How to remove mold from concrete patios

Updated February 21, 2017

Mold is a real problem for homes in warm and humid climates. Many homes' roofs, vinyl siding, brick, driveways and patios show signs of mould and mildew. These unsightly green or dark brown or black stains can be difficult to remove and even dangerous to your health at times. As luck would have it, however, concrete patios are one of the easier surfaces to clean of these ugly mould stains and make your patio beautiful again.

Mix the hot water and bleach until well blended in the bucket. A mixture of three parts water to one part bleach works best to kill and remove mould. One gallon is 16 cups, 1/4 of which would equal 4 cups of bleach.

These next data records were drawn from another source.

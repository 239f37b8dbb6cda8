use std::collections::{BTreeMap, BTreeSet};
use std::fmt;
use std::str::FromStr;

use chrono::{DateTime, Utc};
use serde::de::DeserializeOwned;
use serde::{Deserialize, Serialize};

use crate::keys::{InstanceKey, ManagerKey, RevisionKey, TemplateKey};

/// A record kind persisted in the entity store.
///
/// The store addresses a record by `(KIND, key.to_string())`.
pub trait Entity:
    Clone + PartialEq + fmt::Debug + Serialize + DeserializeOwned + Send + Sync + 'static
{
    type Key: Clone + fmt::Display + FromStr + Eq + fmt::Debug + Send + Sync;

    const KIND: &'static str;

    fn key(&self) -> &Self::Key;
}

/// A template from which instance group managers are created.
#[derive(Debug, Clone, PartialEq, Eq, Serialize, Deserialize)]
pub struct InstanceTemplate {
    pub key: TemplateKey,
    /// Revisions of this template that are drained.
    #[serde(default)]
    pub drained: BTreeSet<RevisionKey>,
}

impl InstanceTemplate {
    pub fn new(key: TemplateKey) -> Self {
        Self {
            key,
            drained: BTreeSet::new(),
        }
    }
}

/// One revision of an instance template.
#[derive(Debug, Clone, PartialEq, Eq, Serialize, Deserialize)]
pub struct InstanceTemplateRevision {
    pub key: RevisionKey,
    /// Cloud project the revision's instance groups live in.
    #[serde(default, skip_serializing_if = "Option::is_none")]
    pub project: Option<String>,
    /// Instance group managers of this revision that are drained.
    #[serde(default)]
    pub drained: BTreeSet<ManagerKey>,
}

impl InstanceTemplateRevision {
    pub fn new(key: RevisionKey, project: impl Into<String>) -> Self {
        Self {
            key,
            project: Some(project.into()),
            drained: BTreeSet::new(),
        }
    }

    /// The project, treating an empty string as unset.
    pub fn project(&self) -> Option<&str> {
        self.project.as_deref().filter(|p| !p.is_empty())
    }
}

/// A cloud-managed pool of instances for one revision in one zone.
#[derive(Debug, Clone, PartialEq, Eq, Serialize, Deserialize)]
pub struct InstanceGroupManager {
    pub key: ManagerKey,
    /// URL of the cloud instance group manager, once it has been created.
    #[serde(default, skip_serializing_if = "Option::is_none")]
    pub url: Option<String>,
    /// Instances last reported by the cloud provider, in report order.
    #[serde(default)]
    pub instances: Vec<InstanceKey>,
}

impl InstanceGroupManager {
    pub fn new(key: ManagerKey) -> Self {
        Self {
            key,
            url: None,
            instances: Vec::new(),
        }
    }

    pub fn url(&self) -> Option<&str> {
        self.url.as_deref().filter(|u| !u.is_empty())
    }
}

/// A pending change to an instance's cloud metadata.
#[derive(Debug, Clone, PartialEq, Eq, Default, Serialize, Deserialize)]
pub struct MetadataUpdate {
    #[serde(default)]
    pub metadata: BTreeMap<String, String>,
}

/// One cloud VM belonging to an instance group manager.
#[derive(Debug, Clone, PartialEq, Eq, Serialize, Deserialize)]
pub struct Instance {
    pub key: InstanceKey,
    #[serde(default, skip_serializing_if = "Option::is_none")]
    pub url: Option<String>,
    pub hostname: String,
    pub instance_group_manager: ManagerKey,
    #[serde(default)]
    pub pending_deletion: bool,
    /// When the deletion RPC was accepted. Set at most once.
    #[serde(default, skip_serializing_if = "Option::is_none")]
    pub deletion_ts: Option<DateTime<Utc>>,
    #[serde(default, skip_serializing_if = "Option::is_none")]
    pub lease_expiration_ts: Option<DateTime<Utc>>,
    #[serde(default)]
    pub cataloged: bool,
    #[serde(default, skip_serializing_if = "Option::is_none")]
    pub pubsub_subscription: Option<String>,
    #[serde(default, skip_serializing_if = "Option::is_none")]
    pub pubsub_service_account: Option<String>,
    #[serde(default)]
    pub pending_metadata_updates: Vec<MetadataUpdate>,
}

impl Instance {
    /// A freshly discovered instance of `instance_group_manager`.
    pub fn new(key: InstanceKey, url: impl Into<String>, instance_group_manager: ManagerKey) -> Self {
        Self {
            hostname: key.instance_name().to_string(),
            key,
            url: Some(url.into()),
            instance_group_manager,
            pending_deletion: false,
            deletion_ts: None,
            lease_expiration_ts: None,
            cataloged: false,
            pubsub_subscription: None,
            pubsub_service_account: None,
            pending_metadata_updates: Vec::new(),
        }
    }

    pub fn url(&self) -> Option<&str> {
        self.url.as_deref().filter(|u| !u.is_empty())
    }
}

impl Entity for InstanceTemplate {
    type Key = TemplateKey;
    const KIND: &'static str = "InstanceTemplate";

    fn key(&self) -> &TemplateKey {
        &self.key
    }
}

impl Entity for InstanceTemplateRevision {
    type Key = RevisionKey;
    const KIND: &'static str = "InstanceTemplateRevision";

    fn key(&self) -> &RevisionKey {
        &self.key
    }
}

impl Entity for InstanceGroupManager {
    type Key = ManagerKey;
    const KIND: &'static str = "InstanceGroupManager";

    fn key(&self) -> &ManagerKey {
        &self.key
    }
}

impl Entity for Instance {
    type Key = InstanceKey;
    const KIND: &'static str = "Instance";

    fn key(&self) -> &InstanceKey {
        &self.key
    }
}

/// Machine lifecycle events reported to the event sink.
#[derive(Debug, Clone, Copy, PartialEq, Eq, Hash, Serialize, Deserialize)]
#[serde(rename_all = "SCREAMING_SNAKE_CASE")]
pub enum MachineEvent {
    Created,
    DeletionProposed,
    DeletionScheduled,
    DeletionSucceeded,
}

impl MachineEvent {
    pub fn as_str(self) -> &'static str {
        match self {
            Self::Created => "CREATED",
            Self::DeletionProposed => "DELETION_PROPOSED",
            Self::DeletionScheduled => "DELETION_SCHEDULED",
            Self::DeletionSucceeded => "DELETION_SUCCEEDED",
        }
    }
}

impl fmt::Display for MachineEvent {
    fn fmt(&self, f: &mut fmt::Formatter<'_>) -> fmt::Result {
        f.write_str(self.as_str())
    }
}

Pour a small amount of the bleach mixture, about 1 cup, directly on the stain. Be careful not to pour too much as the runoff can kill plants, grass, insects and animals and damage many types of surfaces.

Scrub in a circular motion with the scrub brush over the stain, spreading around the bleach mixture as much as possible over the mould. The mould should begin to discolour and break away within a few seconds.

Dip the scrub brush into the bleach mixture just enough to coat the bristles. Continue scrubbing over the stain, repeating the dipping procedure as needed, until the stain is removed.

Rinse away the bleach solution with plenty of water. Use a hose for several minutes if possible. Also, filling the bucket with clean water and splashing it over the bleach solution repeatedly will work to remove any residue.


The water and chlorine bleach mixture will ruin clothing. Either wear clothing that can be damaged or wear an apron or other type of cover. Wear gloves and eye protection to avoid splashes and possible injury.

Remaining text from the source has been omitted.